The most striking part of that Times article was the line where the Trump ally they’re interviewing says that it’s difficult to reconcile the structure of the Federal Reserve with the Constitution. And just in terms of tools the President has: one of the ways in which independent agencies have traditionally been kept further from direct Presidential control than the executive agencies is through this circular out of the Office of Management and Budget that requires that certain agency regulatory actions go through, essentially, White House review. It provides the architecture for direct White House review of formal agency regulatory activities. But, traditionally, the independent agencies have been exempt from having to participate in that process. So that would be one way that the President could just immediately try to exercise greater power over the independent agencies.

Another issue that’s come up is firing people who have civil-service protections. Can you explain a little bit about how the system works now and what it would mean to try and fire them?

The federal workforce is huge. There are about two million people who work for the federal government. Most people who work for the federal government are in what’s called the classified service or the civil service. And when you’re employed in that category, you can’t be fired except for particular reasons. If you’re not good at your job, you can be fired for that.
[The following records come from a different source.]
//! Patch operations: the output of a diff and the input of a replay.
//!
//! Operations position blocks with anchors (`afterId` / `beforeId`) rather
//! than absolute indices, so a remote party can apply them without sharing
//! the full sibling list.

use std::fmt;

use serde::{Deserialize, Serialize};

use crate::error::TypeError;
use crate::flat::BlockPayload;

/// One atomic structural instruction.
///
/// Serialized with an `op` tag:
/// `{"op": "insert", "block": {...}, "afterId": ..., "beforeId": ...}`.
#[derive(Clone, Debug, PartialEq, Eq, Serialize, Deserialize)]
#[serde(tag = "op", rename_all = "lowercase")]
pub enum PatchOp {
    /// A block present only in the new snapshot.
    Insert {
        block: BlockPayload,
        #[serde(rename = "afterId", default)]
        after_id: Option<String>,
        #[serde(rename = "beforeId", default)]
        before_id: Option<String>,
    },
    /// A block present only in the old snapshot. Its subtree goes with it.
    Delete { node_uid: String },
    /// A block whose position cannot be inferred from its neighbours.
    Move {
        node_uid: String,
        /// `None` for the top level.
        #[serde(default)]
        new_parent_uid: Option<String>,
        #[serde(rename = "afterId", default)]
        after_id: Option<String>,
        #[serde(rename = "beforeId", default)]
        before_id: Option<String>,
        order: usize,
    },
    /// Full replacement of a block's type, props, and runs.
    ///
    /// The payload's `parentId` and `order` are informational only.
    /// Consumers must not reposition the block from an update; position
    /// changes always come as a separate `Move`.
    Update {
        node_uid: String,
        block: BlockPayload,
    },
}

/// The kind of a [`PatchOp`], in emission order.
#[derive(Clone, Copy, Debug, PartialEq, Eq, Hash, PartialOrd, Ord)]
pub enum OpKind {
    Insert,
    Delete,
    Move,
    Update,
}

impl fmt::Display for OpKind {
    fn fmt(&self, f: &mut fmt::Formatter<'_>) -> fmt::Result {
        let name = match self {
            OpKind::Insert => "insert",
            OpKind::Delete => "delete",
            OpKind::Move => "move",
            OpKind::Update => "update",
        };
        f.write_str(name)
    }
}

impl PatchOp {
    pub fn kind(&self) -> OpKind {
        match self {
            PatchOp::Insert { .. } => OpKind::Insert,
            PatchOp::Delete { .. } => OpKind::Delete,
            PatchOp::Move { .. } => OpKind::Move,
            PatchOp::Update { .. } => OpKind::Update,
        }
    }

    /// The id of the block this operation targets.
    pub fn node_id(&self) -> &str {
        match self {
            PatchOp::Insert { block, .. } => &block.id,
            PatchOp::Delete { node_uid }
            | PatchOp::Move { node_uid, .. }
            | PatchOp::Update { node_uid, .. } => node_uid,
        }
    }
}

/// An ordered list of patch operations for one old-to-new transition.
///
/// Serializes transparently as a JSON array of operations.
#[derive(Clone, Debug, Default, PartialEq, Eq, Serialize, Deserialize)]
#[serde(transparent)]
pub struct PatchSet {
    ops: Vec<PatchOp>,
}

impl PatchSet {
    /// Create an empty patch set.
    pub fn new() -> Self {
        Self::default()
    }

    /// Returns `true` if there are no operations.
    pub fn is_empty(&self) -> bool {
        self.ops.is_empty()
    }

    /// Number of operations.
    pub fn len(&self) -> usize {
        self.ops.len()
    }

    pub fn push(&mut self, op: PatchOp) {
        self.ops.push(op);
    }

    pub fn iter(&self) -> std::slice::Iter<'_, PatchOp> {
        self.ops.iter()
    }

    pub fn as_slice(&self) -> &[PatchOp] {
        &self.ops
    }

    pub fn into_ops(self) -> Vec<PatchOp> {
        self.ops
    }

    /// Number of operations of the given kind.
    pub fn count(&self, kind: OpKind) -> usize {
        self.ops.iter().filter(|op| op.kind() == kind).count()
    }

    pub fn inserts(&self) -> usize {
        self.count(OpKind::Insert)
    }

    pub fn deletes(&self) -> usize {
        self.count(OpKind::Delete)
    }

    pub fn moves(&self) -> usize {
        self.count(OpKind::Move)
    }

    pub fn updates(&self) -> usize {
        self.count(OpKind::Update)
    }
}

impl From<Vec<PatchOp>> for PatchSet {
    fn from(ops: Vec<PatchOp>) -> Self {
        Self { ops }
    }
}

impl IntoIterator for PatchSet {
    type Item = PatchOp;
    type IntoIter = std::vec::IntoIter<PatchOp>;

    fn into_iter(self) -> Self::IntoIter {
        self.ops.into_iter()
    }
}

impl<'a> IntoIterator for &'a PatchSet {
    type Item = &'a PatchOp;
    type IntoIter = std::slice::Iter<'a, PatchOp>;

    fn into_iter(self) -> Self::IntoIter {
        self.ops.iter()
    }
}

/// Decode a JSON array of patch operations.
pub fn ops_from_json(json: &str) -> Result<PatchSet, TypeError> {
    serde_json::from_str(json).map_err(|e| TypeError::InvalidPatch(e.to_string()))
}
You can be fired for incompetence, but you can’t just be removed from your position because the President has changed and wants to get rid of you.

However, there’s a whole other set of jobs in the government, a much smaller number, that the President can remove at will, and those include some positions at the very highest levels of government––Senate-confirmed positions like the Secretary of the Interior. And those positions include a number of high-up policymaking positions. And the thought is something like, the President should be able to appoint the people who are making those kinds of decisions. And there are two important data points that then set up what Trump might be trying to do. The first is that, while most of the Senate-confirmed positions are removable at will, the Supreme Court signed off on the creation by Congress of some Senate-confirmed positions that are not fireable at will, like, for example, the chair of the Federal Reserve.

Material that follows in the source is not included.